Regardless of any changes affecting a host countrys tax system, foreign investors
cannot be taxed beyond the levels allowed by a treaty. This effect is less comprehensive
in the home country. In reality, certain changes in the home country tax system can affect
the investor regardless of the existence of a treaty. For example, if the treaty provides
for the credit method, a general increase in the corporate tax rate in the home country
will also affect a resident deriving foreign-source income, regardless of the treaty.
However, the exemption method, if adopted in the treaty, could not be modified at will by
the home country.
Tax treaties can have development implications and cannot, therefore, be fully
separated from the context of various monetary, fiscal, social and other policies of
contracting parties.
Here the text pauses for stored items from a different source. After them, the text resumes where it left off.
//! Targets every Makefile gets: `all`, `install`, `test`, `clean`, the
//! directory sentinel rule and the regeneration rule.

use super::MAKEFILE;
use super::rules::{DIR_SENTINEL, MakeEmitter};
use super::syntax::{
    Pattern, Recipe, Rule, Section, Syntax, Writer, function, qvar, silent, var,
};
use crate::backend::{EmitError, FIND_DEPFILE, all_file_outputs, node_values, test_commands};
use crate::graph::{BuildGraph, InstallKind};
use crate::path::{Path, Root, install_path};
use crate::safe_str::{SafeStr, concat_all};
use crate::shell::{self, CommandLine};
use crate::tools::Tool;

fn phony(name: &str) -> SafeStr {
    SafeStr::text(name)
}

impl MakeEmitter<'_> {
    pub(super) fn path_variables(&mut self, graph: &BuildGraph) -> Result<(), EmitError> {
        self.makefile.variable(
            "srcdir",
            CommandLine::raw(self.env.srcdir.as_str()),
            Section::Path,
            false,
        )?;
        if graph.install().is_empty() {
            return Ok(());
        }
        for root in Root::INSTALL {
            if let Some(dir) = self.env.install_dirs.path(root)? {
                self.makefile
                    .variable(root.name(), CommandLine::raw(dir), Section::Path, false)?;
            }
        }
        Ok(())
    }

    pub(super) fn all_rule(&mut self, graph: &BuildGraph) -> Result<(), EmitError> {
        self.makefile.rule(Rule {
            targets: vec![phony("all")],
            deps: node_values(graph, &graph.default_targets())?,
            phony: true,
            ..Rule::default()
        })
    }

    pub(super) fn install_rule(&mut self, graph: &BuildGraph) -> Result<(), EmitError> {
        let install = graph.install();
        if install.is_empty() {
            return Ok(());
        }
        let install_var = self.tool_var("install")?;
        let program = self.makefile.variable(
            "INSTALL_PROGRAM",
            CommandLine::raw(install_var.reference()),
            Section::Command,
            true,
        )?;
        let data = self.makefile.variable(
            "INSTALL_DATA",
            CommandLine::Args(vec![
                install_var.reference(),
                SafeStr::text("-m"),
                SafeStr::text("644"),
            ]),
            Section::Command,
            true,
        )?;

        let mut recipe = Vec::new();
        for entry in &install.files {
            let src = graph.path_of(entry.node)?;
            let dst = install_path(src, entry.root)?;
            let cmd = match entry.kind {
                InstallKind::Program => &program,
                InstallKind::Data => &data,
            };
            recipe.push(CommandLine::Args(vec![
                cmd.reference(),
                SafeStr::text("-D"),
                SafeStr::from(src),
                SafeStr::from(dst),
            ]));
        }
        if !install.directories.is_empty() {
            let mkdir = self.tool_var("mkdir_p")?;
            let cp = self.tool_var("cp")?;
            for entry in &install.directories {
                let src = graph.path_of(entry.node)?;
                let dst = SafeStr::from(install_path(src, entry.root)?);
                recipe.push(CommandLine::Raw(concat_all([
                    mkdir.reference(),
                    SafeStr::shell_literal(" "),
                    dst.clone(),
                    SafeStr::shell_literal(" && "),
                    cp.reference(),
                    SafeStr::shell_literal(" -r "),
                    SafeStr::from(src),
                    SafeStr::shell_literal("/* "),
                    dst,
                ])));
            }
        }

        self.makefile.rule(Rule {
            targets: vec![phony("install")],
            deps: vec![phony("all")],
            recipe: Recipe::Lines(recipe),
            phony: true,
            ..Rule::default()
        })
    }

    pub(super) fn test_rule(&mut self, graph: &BuildGraph) -> Result<(), EmitError> {
        let tests = graph.tests();
        if tests.is_empty() {
            return Ok(());
        }
        self.makefile.rule(Rule {
            targets: vec![phony("tests")],
            deps: node_values(graph, &tests.targets)?,
            phony: true,
            ..Rule::default()
        })?;

        let vars = self.makefile.path_vars().clone();
        let collapse = |words: &[SafeStr]| -> Result<SafeStr, EmitError> {
            let mut out = Writer::new(&vars);
            out.write_each(words, Syntax::Shell, "")?;
            Ok(SafeStr::literal(shell::quote(&out.finish())))
        };
        let (commands, drivers) = test_commands(graph, &collapse)?;

        let mut deps = vec![phony("tests")];
        deps.extend(node_values(graph, &tests.extra_deps)?);
        deps.extend(node_values(graph, &drivers)?);
        self.makefile.rule(Rule {
            targets: vec![phony("test")],
            deps,
            recipe: Recipe::Lines(commands.into_iter().map(CommandLine::Args).collect()),
            phony: true,
            ..Rule::default()
        })
    }

    pub(super) fn directory_rule(&mut self) -> Result<(), EmitError> {
        if !self.sentinels {
            return Ok(());
        }
        let mkdir = self.tool_var("mkdir_p")?;
        let touch = self.tool_var("touch")?;
        let pattern = Pattern::new(&format!("%/{DIR_SENTINEL}"))?;
        let stem = Pattern::new("%")?;
        let dir = function(
            "patsubst",
            &[vec![pattern.value()], vec![stem.value()], vec![var("@")]],
            self.makefile.path_vars(),
        )?;
        self.makefile.rule(Rule {
            targets: vec![pattern.value()],
            recipe: Recipe::Lines(vec![
                silent(Tool::invoke(mkdir.reference(), [dir])),
                silent(Tool::invoke(touch.reference(), [qvar("@")])),
            ]),
            ..Rule::default()
        })
    }

    pub(super) fn clean_rule(&mut self, graph: &BuildGraph) -> Result<(), EmitError> {
        let outputs = all_file_outputs(graph)?;
        if outputs.is_empty() {
            return Ok(());
        }
        let rm = self.tool_var("rm")?;
        self.makefile.rule(Rule {
            targets: vec![phony("clean")],
            recipe: Recipe::Lines(vec![Tool::invoke(
                rm.reference(),
                outputs.into_iter().map(SafeStr::from),
            )]),
            phony: true,
            ..Rule::default()
        })
    }

    pub(super) fn regenerate_rule(
        &mut self,
        graph: &BuildGraph,
        find_deps: bool,
    ) -> Result<(), EmitError> {
        let regen = graph.regenerate();
        let mut targets = vec![SafeStr::from(Path::new(MAKEFILE, Root::BuildDir)?)];
        targets.extend(regen.outputs.iter().map(SafeStr::from));
        let deps = [&regen.description, &regen.toolchain, &regen.package_metadata]
            .into_iter()
            .flatten()
            .map(SafeStr::from)
            .collect();
        let gantry = self.tool_var("gantry")?;
        self.makefile.rule(Rule {
            targets,
            deps,
            recipe: Recipe::Lines(vec![Tool::invoke(
                gantry.reference(),
                [SafeStr::text("regenerate"), SafeStr::text(".")],
            )]),
            grouped: true,
            ..Rule::default()
        })?;
        if find_deps {
            self.makefile.include(FIND_DEPFILE, true);
        }
        Ok(())
    }
}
When the parties are at the same or a similar level of development,
the gain or loss of revenue resulting from reciprocal flows of investment does not have
the same significance as when the parties are at different stages of development. The
presumption of symmetries of gains and losses underlying tax treaties between countries at
the same level of development is not applicable for countries at different stages of
development. The loss of revenue may have a different value for a contracting
party, depending on its level of development. For this reason, it could be argued that any
eventual reduction in tax revenue from locally produced income should be offset by an
increase in investment and technology flows. Since income flows are generally from
developing to developed countries, a pattern of tax treaties in which the source country
gives up revenue more often than not will not involve the rough symmetry of sacrifice
which it might in tax treaties between developed countries. It should also be noted that
developing countries, in their domestic laws, often introduce measures aimed at the
alleviation of the tax burden of foreign investors, through a variety of tax incentives
including income-tax exemptions, reduction or exemption of export proceeds, and reduction
or exemptions of individual income taxes for foreign personnel. The benefits of these tax
incentives for investors may exceed those resulting from tax treaties. These benefits are,
however, offered unilaterally rather than in the context of an international agreement and
it may be that foreign investors will value more highly the benefits of more modest
reductions or exemptions given in the context of tax treaties with the attendant
advantages of stability, transparency and certainty of treatment. From the perspective of
host countries, having a smaller share of revenue, as a consequence of concessions offered
either in domestic legislation or in the context of a tax treaty, could be (though it need
not be) compensated for by increased flows of capital and technology into their economies
as the result of an improved climate for FDI.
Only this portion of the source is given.